### Exercise
Report every line of the data where the string "exactly" appears.

Records from a collection:
//! The session engine: one conversation loop per engine instance.
//!
//! The engine owns the transcript and the in-flight stream state. Each turn
//! it opens a model call over the full transcript, folds the streamed events
//! through the reducer while forwarding text/thinking deltas outward, then
//! resolves any tool-use calls in model order (approval gate, executor,
//! tool-result) before looping. It terminates on a terminal stop reason, a
//! transport failure, or cancellation, and emits exactly one terminal event
//! before closing the outward channel.

use anyhow::{Result, anyhow};
use serde_json::Value;
use stagehand_core::{
    AppConfig, CancelToken, ContentBlock, EngineEvent, LlmConfig, MessageEntry, SessionConfig,
    SessionError, StopReason, ToolAnswer, ToolCallRequest, ToolName,
};
use stagehand_llm::{
    CompletedToolUse, MessageRequest, ModelTransport, StreamEvent, StreamReducer, StreamUpdate,
};
use stagehand_observe::Observer;
use stagehand_tools::{LocalExecutor, prepare_metadata, tool_definitions};
use std::path::Path;
use std::sync::mpsc::{Receiver, RecvTimeoutError, Sender, SyncSender, sync_channel};
use std::thread::{self, JoinHandle};
use std::time::Duration;

/// Fixed tool-result content for a call the user declined.
const REJECTED_MESSAGE: &str = "rejected by user";

/// How often the approval wait re-checks the cancellation token.
const ANSWER_POLL_INTERVAL: Duration = Duration::from_millis(50);

pub const DEFAULT_SYSTEM_PROMPT: &str = "You are a coding assistant operating on the user's \
repository. Use the available tools to inspect and change code. Keep edits minimal and \
verify your work with the shell when it helps.";

/// Builder-side configuration of one session engine.
pub struct SessionEngine {
    transport: Box<dyn ModelTransport>,
    executor: LocalExecutor,
    observer: Observer,
    session_cfg: SessionConfig,
    llm_cfg: LlmConfig,
    system_prompt: String,
}

/// Caller's end of a running session: the ordered outward event stream, the
/// approval answer channel, and the cancellation token.
pub struct SessionHandle {
    pub events: Receiver<EngineEvent>,
    answers: Sender<ToolAnswer>,
    cancel: CancelToken,
    join: Option<JoinHandle<()>>,
}

impl SessionHandle {
    /// Answer the outstanding approval request. Answers that do not match
    /// the pending call id are discarded by the engine.
    pub fn answer(&self, answer: ToolAnswer) {
        let _ = self.answers.send(answer);
    }

    pub fn cancel_token(&self) -> CancelToken {
        self.cancel.clone()
    }

    /// Wait for the engine thread to finish. The outward channel is closed
    /// by then; any undrained events remain readable first.
    pub fn join(mut self) {
        if let Some(join) = self.join.take() {
            let _ = join.join();
        }
    }
}
use serde::{Deserialize, Serialize};
use serde_json::Value;
use std::fs;
use std::path::{Path, PathBuf};
use std::sync::atomic::{AtomicBool, Ordering};
use std::sync::{Arc, Mutex};

pub type Result<T> = anyhow::Result<T>;

/// Directory under the workspace root holding runtime artifacts (settings,
/// session logs). Tools never touch this path on behalf of the model.
pub fn runtime_dir(workspace: &Path) -> PathBuf {
    workspace.join(".stagehand")
}

// ── Tool vocabulary ─────────────────────────────────────────────────────

/// The closed set of built-in tools. Adding a tool means adding a variant
/// here plus a catalog entry, so dispatch stays compile-time checked.
#[derive(Debug, Clone, Copy, PartialEq, Eq, Hash)]
pub enum ToolName {
    ReadFile,
    WriteFile,
    EditFile,
    RunShellCommand,
    ListFiles,
    SearchFiles,
}

impl ToolName {
    pub const ALL: [ToolName; 6] = [
        Self::ReadFile,
        Self::WriteFile,
        Self::EditFile,
        Self::RunShellCommand,
        Self::ListFiles,
        Self::SearchFiles,
    ];

    pub fn from_api_name(s: &str) -> Option<Self> {
        Some(match s {
            "read_file" => Self::ReadFile,
            "write_file" => Self::WriteFile,
            "edit_file" => Self::EditFile,
            "run_shell_command" => Self::RunShellCommand,
            "list_files" => Self::ListFiles,
            "search_files" => Self::SearchFiles,
            _ => return None,
        })
    }

    pub fn as_api_name(&self) -> &'static str {
        match self {
            Self::ReadFile => "read_file",
            Self::WriteFile => "write_file",
            Self::EditFile => "edit_file",
            Self::RunShellCommand => "run_shell_command",
            Self::ListFiles => "list_files",
            Self::SearchFiles => "search_files",
        }
    }

    pub fn kind(&self) -> ToolKind {
        match self {
            Self::ReadFile => ToolKind::Read,
            Self::WriteFile => ToolKind::Write,
            Self::EditFile => ToolKind::Edit,
            Self::RunShellCommand => ToolKind::Shell,
            Self::ListFiles => ToolKind::List,
            Self::SearchFiles => ToolKind::Search,
        }
    }

    /// Whether a call must pass the human approval gate before executing.
    /// This is a static table, not inferred: anything that mutates the
    /// repository or spawns a process requires approval.
    pub fn requires_approval(&self) -> bool {
        matches!(self, Self::WriteFile | Self::EditFile | Self::RunShellCommand)
    }
}

/// Display/approval-routing classification of a tool.
#[derive(Debug, Clone, Copy, PartialEq, Eq, Serialize, Deserialize)]
#[serde(rename_all = "lowercase")]
pub enum ToolKind {
    Read,
    Write,
    Edit,
    Shell,
    List,
    Search,
}

impl ToolKind {
    /// Classify a tool name for display. Unknown names fall back to `Read`
    /// (fail open at display time); the executor separately rejects unknown
    /// names at execution time (fail closed).
    pub fn from_api_name(s: &str) -> Self {
        ToolName::from_api_name(s).map_or(Self::Read, |t| t.kind())
    }
}

impl Default for ToolKind {
    fn default() -> Self {
        Self::Read
    }
}

/// A tool (function) definition sent to the model.
#[derive(Debug, Clone, PartialEq, Serialize, Deserialize)]
pub struct ToolDefinition {
    pub name: String,
    pub description: String,
    pub input_schema: Value,
}

// ── Tool call plumbing ──────────────────────────────────────────────────

/// Human-readable facts about a tool call, computed before approval and
/// execution so an approver can decide without side effects. A snapshot of
/// on-disk state at preparation time; execution re-validates.
#[derive(Debug, Clone, Default, PartialEq, Serialize, Deserialize)]
pub struct ToolMetadata {
    pub kind: ToolKind,
    #[serde(skip_serializing_if = "Option::is_none")]
    pub path: Option<String>,
    #[serde(skip_serializing_if = "Option::is_none")]
    pub command: Option<String>,
    #[serde(skip_serializing_if = "Option::is_none")]
    pub diff: Option<String>,
    #[serde(skip_serializing_if = "Option::is_none")]
    pub preview: Option<String>,
}

/// One model-requested tool invocation, consumed exactly once.
#[derive(Debug, Clone, PartialEq, Serialize, Deserialize)]
pub struct ToolCallRequest {
    pub id: String,
    pub name: String,
    pub args: Value,
    pub metadata: ToolMetadata,
}

/// Answer to an outstanding approval request, matched by call id.
#[derive(Debug, Clone, PartialEq, Eq, Serialize, Deserialize)]
pub struct ToolAnswer {
    pub id: String,
    pub approved: bool,
}

// ── Transcript ──────────────────────────────────────────────────────────

#[derive(Debug, Clone, Copy, PartialEq, Eq, Serialize, Deserialize)]
#[serde(rename_all = "lowercase")]
pub enum Role {
    User,
    Assistant,
}

/// A unit of model output or tool feedback inside a transcript entry.
/// Thinking content is streamed outward but never materialized here.
#[derive(Debug, Clone, PartialEq, Serialize, Deserialize)]
#[serde(tag = "type", rename_all = "snake_case")]
pub enum ContentBlock {
    Text {
        text: String,
    },
    ToolUse {
        id: String,
        name: String,
        input: Value,
    },
    ToolResult {
        tool_use_id: String,
        content: String,
        is_error: bool,
    },
}

/// One role-tagged conversation entry. The transcript is append-only for the
/// lifetime of a session and is serialized verbatim into every model call.
#[derive(Debug, Clone, PartialEq, Serialize, Deserialize)]
pub struct MessageEntry {
    pub role: Role,
    pub content: Vec<ContentBlock>,
}

impl MessageEntry {
    pub fn user_text(text: impl Into<String>) -> Self {
        Self {
            role: Role::User,
            content: vec![ContentBlock::Text { text: text.into() }],
        }
    }

    pub fn assistant(content: Vec<ContentBlock>) -> Self {
        Self {
            role: Role::Assistant,
            content,
        }
    }

    /// Tool results travel back to the model as a user-role entry.
    pub fn tool_results(content: Vec<ContentBlock>) -> Self {
        Self {
            role: Role::User,
            content,
        }
    }
}

// ── Stop reasons ────────────────────────────────────────────────────────

/// Why a model turn (and possibly the session) ended. `MaxTurns` is
/// synthesized by the engine's loop guard; the rest map to wire strings.
#[derive(Debug, Clone, PartialEq, Eq)]
pub enum StopReason {
    EndTurn,
    MaxTokens,
    ToolUse,
    StopSequence,
    MaxTurns,
    Other(String),
}

impl StopReason {
    pub fn parse(s: &str) -> Self {
        match s {
            "end_turn" => Self::EndTurn,
            "max_tokens" => Self::MaxTokens,
            "tool_use" => Self::ToolUse,
            "stop_sequence" => Self::StopSequence,
            other => Self::Other(other.to_string()),
        }
    }

    pub fn as_str(&self) -> &str {
        match self {
            Self::EndTurn => "end_turn",
            Self::MaxTokens => "max_tokens",
            Self::ToolUse => "tool_use",
            Self::StopSequence => "stop_sequence",
            Self::MaxTurns => "max_turns",
            Self::Other(s) => s,
        }
    }
}

impl std::fmt::Display for StopReason {
    fn fmt(&self, f: &mut std::fmt::Formatter<'_>) -> std::fmt::Result {
        f.write_str(self.as_str())
    }
}

// ── Outward events ──────────────────────────────────────────────────────

/// Events delivered to the single session consumer, in order. The stream is
/// closed after `Done` or `Error`; no further events follow.
#[derive(Debug, Clone, PartialEq)]
pub enum EngineEvent {
    TextDelta(String),
    ThinkingDelta(String),
    ToolRequest(ToolCallRequest),
    ToolResult {
        id: String,
        content: String,
        is_error: bool,
    },
    Done {
        stop_reason: StopReason,
    },
    Error {
        error: SessionError,
    },
}

/// Session-fatal failures. Validation, execution, and approval-rejection
/// failures are folded into tool results instead and never surface here.
#[derive(thiserror::Error, Debug, Clone, PartialEq, Eq)]
pub enum SessionError {
    #[error("transport failure: {0}")]
    Transport(String),
    #[error("session canceled: {0}")]
    Canceled(String),
}

// ── Cancellation ────────────────────────────────────────────────────────

/// Shared cancellation token scoped to one session. Both engine suspension
/// points (the network stream and the approval wait) observe it.
#[derive(Debug, Clone, Default)]
pub struct CancelToken {
    inner: Arc<CancelInner>,
}

#[derive(Debug, Default)]
struct CancelInner {
    flag: AtomicBool,
    cause: Mutex<Option<String>>,
}

impl CancelToken {
    pub fn new() -> Self {
        Self::default()
    }

    pub fn cancel(&self, cause: impl Into<String>) {
        if let Ok(mut guard) = self.inner.cause.lock() {
            guard.get_or_insert(cause.into());
        }
        self.inner.flag.store(true, Ordering::SeqCst);
    }

    pub fn is_canceled(&self) -> bool {
        self.inner.flag.load(Ordering::SeqCst)
    }

    /// The first recorded cause, or a generic one if cancel raced the cause.
    pub fn cause(&self) -> String {
        self.inner
            .cause
            .lock()
            .ok()
            .and_then(|guard| guard.clone())
            .unwrap_or_else(|| "canceled".to_string())
    }
}

// ── Configuration ───────────────────────────────────────────────────────

#[derive(Debug, Clone, Serialize, Deserialize, Default)]
#[serde(default)]
pub struct AppConfig {
    pub llm: LlmConfig,
    pub session: SessionConfig,
}

impl AppConfig {
    pub fn config_path(workspace: &Path) -> PathBuf {
        runtime_dir(workspace).join("settings.json")
    }

    pub fn load(workspace: &Path) -> Result<Self> {
        let path = Self::config_path(workspace);
        let raw = fs::read_to_string(&path)?;
        Ok(serde_json::from_str(&raw)?)
    }

    /// Load the workspace config, writing defaults on first run.
    pub fn ensure(workspace: &Path) -> Result<Self> {
        match Self::load(workspace) {
            Ok(cfg) => Ok(cfg),
            Err(_) => {
                let cfg = Self::default();
                cfg.save(workspace)?;
                Ok(cfg)
            }
        }
    }

    pub fn save(&self, workspace: &Path) -> Result<()> {
        let path = Self::config_path(workspace);
        if let Some(parent) = path.parent() {
            fs::create_dir_all(parent)?;
        }
        fs::write(&path, serde_json::to_vec_pretty(self)?)?;
        Ok(())
    }
}

#[derive(Debug, Clone, Serialize, Deserialize)]
#[serde(default)]
pub struct LlmConfig {
    pub endpoint: String,
    pub model: String,
    pub max_tokens: u32,
    pub timeout_seconds: u64,
    pub max_retries: u8,
    pub retry_base_ms: u64,
}

impl Default for LlmConfig {
    fn default() -> Self {
        Self {
            endpoint: "https://api.anthropic.com/v1/messages".to_string(),
            model: "claude-sonnet-4-5".to_string(),
            max_tokens: 8192,
            timeout_seconds: 600,
            max_retries: 3,
            retry_base_ms: 500,
        }
    }
}

#[derive(Debug, Clone, Serialize, Deserialize)]
#[serde(default)]
pub struct SessionConfig {
    /// Upper bound on model turns before the engine stops the loop.
    pub max_turns: usize,
    pub shell_timeout_seconds: u64,
    /// Outward event channel capacity; the engine blocks when it is full.
    pub event_buffer: usize,
}

impl Default for SessionConfig {
    fn default() -> Self {
        Self {
            max_turns: 50,
            shell_timeout_seconds: 120,
            event_buffer: 256,
        }
    }
}
//! Greedy line-level diff rendering for tool-call previews.
//!
//! This is deliberately not a minimal-edit-distance diff: on a mismatch it
//! prefers draining deletions from the old side before emitting additions,
//! which can over-report changes on reordered content. Callers depend on
//! this exact output shape, so keep the walk order stable.

/// Render a unified-diff-style preview between two versions of `path`.
///
/// Output is a `--- a/<path>` / `+++ b/<path>` header followed by one line
/// per source line: ` ` context, `-` deletion, `+` addition.
pub fn render_unified(path: &str, old: &str, new: &str) -> String {
    let old_lines: Vec<&str> = old.lines().collect();
    let new_lines: Vec<&str> = new.lines().collect();

    let mut out = String::new();
    out.push_str(&format!("--- a/{path}\n"));
    out.push_str(&format!("+++ b/{path}\n"));

    let mut i = 0;
    let mut j = 0;
    while i < old_lines.len() || j < new_lines.len() {
        if i < old_lines.len() && j < new_lines.len() && old_lines[i] == new_lines[j] {
            out.push_str(&format!(" {}\n", old_lines[i]));
            i += 1;
            j += 1;
        } else if i < old_lines.len() {
            out.push_str(&format!("-{}\n", old_lines[i]));
            i += 1;
        } else {
            out.push_str(&format!("+{}\n", new_lines[j]));
            j += 1;
        }
    }

    out
}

### Result of the task
//! transport failure, or cancellation, and emits exactly one terminal event
/// One model-requested tool invocation, consumed exactly once.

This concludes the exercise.